Dass sie mit Stoffen und Mode arbeiten wollte, wusste sie schon immer. Sie durchlief aber europaweit ganz unterschiedliche Stationen, bis sie in ihrem eigenen Atelier, also am Ziel ihrer Wünsche angekommen war. 2015 feierte sie Eröffnung. Diverse Praktika, unter anderem beim britischen Enfant terrible Vivienne Westwood, aber auch am Wiesbadener Staatstheater oder in Pariser Modeateliers, vermittelten ihr alle erdenklichen Aspekte der Branche. Dass sie nicht in der Industrie arbeiten wollte, aber auch nicht in einer reinen Kostümschneiderei, kristallisierte sich bald heraus.

„Da blieb eigentlich nur noch übrig, sich selbstständig zu machen“, sagt die quirlige Wiesbadenerin – beim Interview hinter einer schicken Corona-Maske versteckt, die sie gerade auch anfertigt und verkauft – fünf Euro gehen an die Seenotrettungs-Organisation „Seawatch“. Wie ihre anderen Kleidungsstücke auch, ist die Maske aus Naturstoff gefertigt. Galatea Ziss achtet sehr auf Nachhaltigkeit in der Produktion, verwendet, wo es geht, Biobaumwolle oder Seide. Und da sie ihre Kleidung auf Maß anfertigt, ist es auch nicht nötig, wie bei industrieller Produktion einfach einen Elasthananteil hineinzumischen, damit sich der Stoff dehnt.
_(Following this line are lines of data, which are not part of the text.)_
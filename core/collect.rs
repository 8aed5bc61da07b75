use crate::error::{AppError, Result};
use log;
use std::io::Read;
use std::path::Path;
use std::process::{Child, Command, ExitStatus, Stdio};
use std::time::{Duration, Instant};

pub mod lint;
pub mod runtime;
pub mod typecheck;

/// Source category of a diagnostic entry.
#[derive(Debug, Clone, Copy, PartialEq, Eq, Hash)]
pub enum Category {
    Runtime,
    Build,
    Lint,
    TypeCheck,
}

impl Category {
    pub fn label(&self) -> &'static str {
        match self {
            Category::Runtime => "runtime",
            Category::Build => "build",
            Category::Lint => "lint",
            Category::TypeCheck => "type-check",
        }
    }
}

/// One human-readable line describing a single reported problem.
///
/// Ordering within a category reflects the originating tool's emission
/// order, not severity.
#[derive(Debug, Clone, PartialEq, Eq)]
pub struct DiagnosticEntry {
    pub category: Category,
    pub text: String,
}

impl DiagnosticEntry {
    pub fn new(category: Category, text: impl Into<String>) -> DiagnosticEntry {
        DiagnosticEntry {
            category,
            text: text.into(),
        }
    }
}

#[derive(Debug)]
pub(crate) struct ToolOutput {
    pub stdout: String,
    #[allow(dead_code)]
    pub stderr: String,
    pub exit_code: Option<i32>,
}

/// Runs one external tool to completion and returns its drained output.
///
/// A non-zero exit status is not an error here: linters and type
/// checkers exit non-zero exactly when they have findings to report.
/// Spawn failure and the watchdog timeout are errors; on timeout the
/// child is killed and reaped before returning.
pub(crate) fn run_tool(argv: &[String], cwd: &Path, timeout: Duration) -> Result<ToolOutput> {
    let (program, args) = argv.split_first().ok_or_else(|| AppError::Tool {
        name: "<empty>".to_string(),
        message: "empty command line".to_string(),
    })?;

    log::debug!("Running tool: {:?} (cwd {})", argv, cwd.display());
    let mut child = Command::new(program)
        .args(args)
        .current_dir(cwd)
        .stdin(Stdio::null())
        .stdout(Stdio::piped())
        .stderr(Stdio::piped())
        .spawn()
        .map_err(|e| AppError::Tool {
            name: program.clone(),
            message: format!("spawn failed: {}", e),
        })?;

    // Drain both pipes on background threads so the child cannot block
    // on a full pipe buffer before it exits.
    let stdout_thread = child.stdout.take().map(|mut pipe| {
        std::thread::spawn(move || {
            let mut buf = Vec::new();
            let _ = pipe.read_to_end(&mut buf);
            buf
        })
    });
    let stderr_thread = child.stderr.take().map(|mut pipe| {
        std::thread::spawn(move || {
            let mut buf = Vec::new();
            let _ = pipe.read_to_end(&mut buf);
            buf
        })
    });

    let status = match wait_for_child_with_timeout(&mut child, timeout) {
        Ok(Some(status)) => status,
        Ok(None) => {
            let _ = child.kill();
            let _ = child.wait();
            return Err(AppError::Tool {
                name: program.clone(),
                message: format!("timed out after {:?}", timeout),
            });
        }
        Err(e) => {
            let _ = child.kill();
            let _ = child.wait();
            return Err(AppError::Tool {
                name: program.clone(),
                message: format!("wait failed: {}", e),
            });
        }
    };

    let stdout_buf = stdout_thread
        .and_then(|t| t.join().ok())
        .unwrap_or_default();
    let stderr_buf = stderr_thread
        .and_then(|t| t.join().ok())
        .unwrap_or_default();

    log::debug!(
        "Tool '{}' exited with {:?} ({} bytes stdout)",
        program,
        status.code(),
        stdout_buf.len()
    );
    Ok(ToolOutput {
        stdout: String::from_utf8_lossy(&stdout_buf).into_owned(),
        stderr: String::from_utf8_lossy(&stderr_buf).into_owned(),
        exit_code: status.code(),
    })
}

fn wait_for_child_with_timeout(
    child: &mut Child,
    timeout: Duration,
) -> std::io::Result<Option<ExitStatus>> {
    let start = Instant::now();
    loop {
        if let Some(status) = child.try_wait()? {
            return Ok(Some(status));
        }
        if start.elapsed() >= timeout {
            return Ok(None);
        }
        std::thread::sleep(Duration::from_millis(10));
    }
}
use std::fs;
use std::time::Duration;

use distcalc::table_io::csv::{load_table, write_table};
use distcalc::table_io::random::random_table;
use distcalc::utils::errors::CalcError;
use distcalc::utils::timing::TaskTimings;
use distcalc::utils::types::Table;
use tempfile::tempdir;

#[test]
fn test_csv_write_then_load() {
    let dir = tempdir().unwrap();
    let path = dir.path().join("matrix.csv");
    let table: Table<f64> = vec![vec![1.5, -2.0, 3.25], vec![0.0, 4.0, 1e-3]];

    write_table(&path, &table).unwrap();
    assert_eq!(load_table::<f64>(&path).unwrap(), table);
}

#[test]
fn test_csv_trailing_commas_and_blank_lines() {
    let dir = tempdir().unwrap();
    let path = dir.path().join("query.csv");
    fs::write(&path, "1, 2, 3,\n4,5,6\n\n7 ,8, 9,\n").unwrap();

    let table = load_table::<i32>(&path).unwrap();
    assert_eq!(table, vec![vec![1, 2, 3], vec![4, 5, 6], vec![7, 8, 9]]);
}

#[test]
fn test_csv_bad_cell_is_reported() {
    let dir = tempdir().unwrap();
    let path = dir.path().join("bad.csv");
    fs::write(&path, "1,2\n3,abc\n").unwrap();

    let err = load_table::<f32>(&path).unwrap_err();
    match err {
        CalcError::InvalidTable(msg) => {
            assert!(msg.contains("row 2"), "{msg}");
            assert!(msg.contains("column 2"), "{msg}");
        }
        other => panic!("unexpected error: {other}"),
    }
}

#[test]
fn test_csv_missing_file() {
    let dir = tempdir().unwrap();
    assert!(load_table::<f32>(&dir.path().join("absent.csv")).is_err());
}

#[test]
fn test_random_table_shape_and_seed() {
    let a = random_table::<f32>(5, 3, -1.0..1.0, Some(42));
    let b = random_table::<f32>(5, 3, -1.0..1.0, Some(42));
    let c = random_table::<f32>(5, 3, -1.0..1.0, Some(43));

    assert_eq!(a.len(), 5);
    assert!(a.iter().all(|row| row.len() == 3));
    assert!(a.iter().flatten().all(|v| (-1.0..=1.0).contains(v)));
    assert_eq!(a, b);
    assert_ne!(a, c);
}

#[test]
fn test_timings_accumulate() {
    let timings = TaskTimings::new();
    assert_eq!(timings.time("load", || 7), 7);
    timings.time("load", || ());
    timings.record("gather", Duration::from_millis(5), 2);

    let load = timings.get("load").unwrap();
    assert_eq!(load.calls, 2);
    let gather = timings.get("gather").unwrap();
    assert_eq!(gather.calls, 2);
    assert_eq!(gather.duration, Duration::from_millis(5));

    let names: Vec<_> = timings.snapshot().into_iter().map(|(name, _)| name).collect();
    assert_eq!(names, vec!["gather", "load"]);
}

#[test]
fn test_disabled_timings_record_nothing() {
    let timings = TaskTimings::disabled();
    assert!(!timings.is_enabled());
    timings.time("load", || ());
    assert!(timings.snapshot().is_empty());
}

#[test]
fn test_timings_append_to_file() {
    let dir = tempdir().unwrap();
    let path = dir.path().join("timings.txt");
    let timings = TaskTimings::new();
    timings.record("compute_distance", Duration::from_secs(1), 3);

    timings.append_to(&path).unwrap();
    timings.append_to(&path).unwrap();

    let text = fs::read_to_string(&path).unwrap();
    let lines: Vec<_> = text.lines().collect();
    assert_eq!(lines.len(), 2);
    assert_eq!(lines[0], "Task: compute_distance | count of call: 3 | duration: 1");
}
Nur so könne man es sonst erreichen, dass Kleider „von der Stange“ an unterschiedlichen Körpern auch halbwegs passen, weiß die Fachfrau.  Dass die Konfektionsgrößen oft einem Lotteriespiel gleichen, weiß jede Frau.

Ü42-Models  

Galatea Ziss entwirft ihre Kollektion, entgegen sonstiger Praxis, nicht in „Size Zero“, sondern lässt bei den Shootings „immer ein Model mit mindestens Größe 42“ fotografieren. Das nimmt die – meist auch nicht mehr blutjungen – Kundinnen schon von vorneherein positiv ein. Maßschneidern lässt sich dann ja sowieso alles in der gewünschten größeren oder kleineren Größe. Die Stoffmuster übrigens sind wirklich originell: Gerade hängen diverse Stücke mit einem Wiesbaden-Motiv, collagiert aus alten Postkarten, auf der Stange. Da sieht man dann nicht nur die schönen alten Häuser in handkolorierter Optik, sondern auch ein Schulkind mit der hier üblichen riesigen Schulbrezel. Aber auch Käfer und Schmetterlinge krabbeln bei Galatea Ziss über Schärpen, Tücher und Kleider.